One option, if you have a list of child sObjects for which you need counts, would be to use Dynamic SOQL with a Map of the child sObject names and their relationship fields. It would look something like this (not compiled/tested code):
Set<Id> caseIds; // Assume this is populated.
List<String> childRelationships = new Map<String, String> {
'Payment1__c' => 'Case__c',
// Case__c is the name of the lookup to Case on the Payment1__c object.

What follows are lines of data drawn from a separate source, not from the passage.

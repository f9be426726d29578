//! Tests for the JSON-file timetable repository.

use std::fs;

use timetable_engine::{
    detect_in, Day, Entry, EntryId, Interval, JsonFileTimetable, TimetableError,
    TimetableRepository,
};

fn entry(id: &str, room: &str, start: &str, end: &str) -> Entry {
    Entry::new(id, "Math", Day::new("Monday"), Interval::parse(start, end).unwrap())
        .with_room(room)
}

#[test]
fn missing_file_opens_empty() {
    let dir = tempfile::tempdir().unwrap();
    let repo = JsonFileTimetable::open(dir.path().join("timetable.json")).unwrap();

    assert!(repo.list().unwrap().is_empty());
    assert!(!repo.path().exists(), "opening must not create the file");
}

#[test]
fn mutations_persist_across_reopen() {
    let dir = tempfile::tempdir().unwrap();
    let path = dir.path().join("timetable.json");

    {
        let repo = JsonFileTimetable::open(&path).unwrap();
        repo.add(entry("a", "101", "09:00", "10:00")).unwrap();
        repo.add(entry("b", "101", "09:30", "10:30")).unwrap();
        repo.add(entry("c", "202", "11:00", "12:00")).unwrap();
        repo.remove(&EntryId::new("c")).unwrap();
        repo.update(&EntryId::new("b"), entry("b", "102", "09:30", "10:30"))
            .unwrap();
    }

    let reopened = JsonFileTimetable::open(&path).unwrap();
    let entries = reopened.list().unwrap();
    assert_eq!(entries.len(), 2);
    assert_eq!(entries[0].id, EntryId::new("a"));
    assert_eq!(entries[1].room.as_deref(), Some("102"));
    assert!(detect_in(&reopened).unwrap().is_empty());
    assert!(!dir.path().join("timetable.json.tmp").exists());
}

#[test]
fn stored_file_is_a_flat_json_array() {
    let dir = tempfile::tempdir().unwrap();
    let path = dir.path().join("timetable.json");
    let repo = JsonFileTimetable::open(&path).unwrap();
    repo.add(entry("a", "101", "09:00", "10:00").with_teacher("Smith"))
        .unwrap();

    let raw = fs::read_to_string(&path).unwrap();
    let value: serde_json::Value = serde_json::from_str(&raw).unwrap();

    assert_eq!(value[0]["id"], "a");
    assert_eq!(value[0]["start"], "09:00");
    assert_eq!(value[0]["end"], "10:00");
    assert_eq!(value[0]["teacher"], "Smith");
    assert!(value[0].get("class_name").is_none());
}

#[test]
fn invalid_stored_interval_is_rejected_on_open() {
    let dir = tempfile::tempdir().unwrap();
    let path = dir.path().join("timetable.json");
    fs::write(
        &path,
        r#"[{"id":"a","subject":"Math","day":"Monday","start":"10:00","end":"09:00"}]"#,
    )
    .unwrap();

    assert!(matches!(
        JsonFileTimetable::open(&path),
        Err(TimetableError::Json(_))
    ));
}

#[test]
fn duplicate_stored_ids_are_rejected_on_open() {
    let dir = tempfile::tempdir().unwrap();
    let path = dir.path().join("timetable.json");
    let raw = serde_json::to_string(&vec![
        entry("a", "101", "09:00", "10:00"),
        entry("a", "102", "11:00", "12:00"),
    ])
    .unwrap();
    fs::write(&path, raw).unwrap();

    assert!(matches!(
        JsonFileTimetable::open(&path),
        Err(TimetableError::DuplicateId(_))
    ));
}

#[test]
fn failed_write_keeps_last_known_good_state() {
    let dir = tempfile::tempdir().unwrap();
    // Parent directory does not exist, so every save fails.
    let path = dir.path().join("missing").join("timetable.json");
    let repo = JsonFileTimetable::open(&path).unwrap();

    let result = repo.add(entry("a", "101", "09:00", "10:00"));

    assert!(matches!(result, Err(TimetableError::Io(_))));
    assert!(repo.list().unwrap().is_empty());
}

#[test]
fn failed_rename_removes_temp_file() {
    let dir = tempfile::tempdir().unwrap();
    let path = dir.path().join("timetable.json");
    let repo = JsonFileTimetable::open(&path).unwrap();
    // A non-empty directory now sits where the file should go, so the rename fails.
    fs::create_dir(&path).unwrap();
    fs::write(path.join("keep"), "x").unwrap();

    let result = repo.add(entry("a", "101", "09:00", "10:00"));

    assert!(matches!(result, Err(TimetableError::Io(_))));
    assert!(repo.list().unwrap().is_empty());
    assert!(!dir.path().join("timetable.json.tmp").exists());
}

#[test]
fn rejected_mutation_does_not_touch_file() {
    let dir = tempfile::tempdir().unwrap();
    let path = dir.path().join("timetable.json");
    let repo = JsonFileTimetable::open(&path).unwrap();
    repo.add(entry("a", "101", "09:00", "10:00")).unwrap();
    let before = fs::read_to_string(&path).unwrap();

    assert!(repo.add(entry("a", "999", "13:00", "14:00")).is_err());
    assert!(repo.remove(&EntryId::new("nope")).is_err());

    assert_eq!(fs::read_to_string(&path).unwrap(), before);
    assert_eq!(repo.list().unwrap().len(), 1);
}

'Payment2__c' => 'Case__c'
};
for (String sObjectName : childRelationships.keySet()) {
List<AggregateResult> results;
String relationshipField = childRelationships.get(sObjectName);
results = Database.query('SELECT count(Id) childObjects, '
+ relationshipField + ' caseId FROM ' + sObjectName
+ ' WHERE ' + relationshipField
+ ' IN :caseIds GROUP BY ' + relationshipField);
// Do something with your relationship count data here.
}
Because the relationship fields are indexed and we're querying a minimal column set, this structure should keep performance high and heap consumption low.
While Salesforce best practice is not to execute SOQL in a for
loop, this generally means not to execute a query for each object in a list. In this instance, if you want to use dynamic SOQL for your child object queries, you'll need to use a loop and it's not bad practice to do so.